(Beginning of DATA SHOWN)

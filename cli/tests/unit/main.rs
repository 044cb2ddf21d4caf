//! Unit tests for the lxc CLI
//!
//! These tests use mocked dependencies and run fast without external I/O.

mod launch_service;
mod property_tests;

(End of DATA SHOWN)

WHAT IS EXPECTED: Extract the data exactly as given.

RESPONSE TO THE EXERCISE:
filename cli/tests/unit/main.rs
repository 044cb2ddf21d4caf
//! Unit tests for the lxc CLI
//!
//! These tests use mocked dependencies and run fast without external I/O.

mod launch_service;
mod property_tests;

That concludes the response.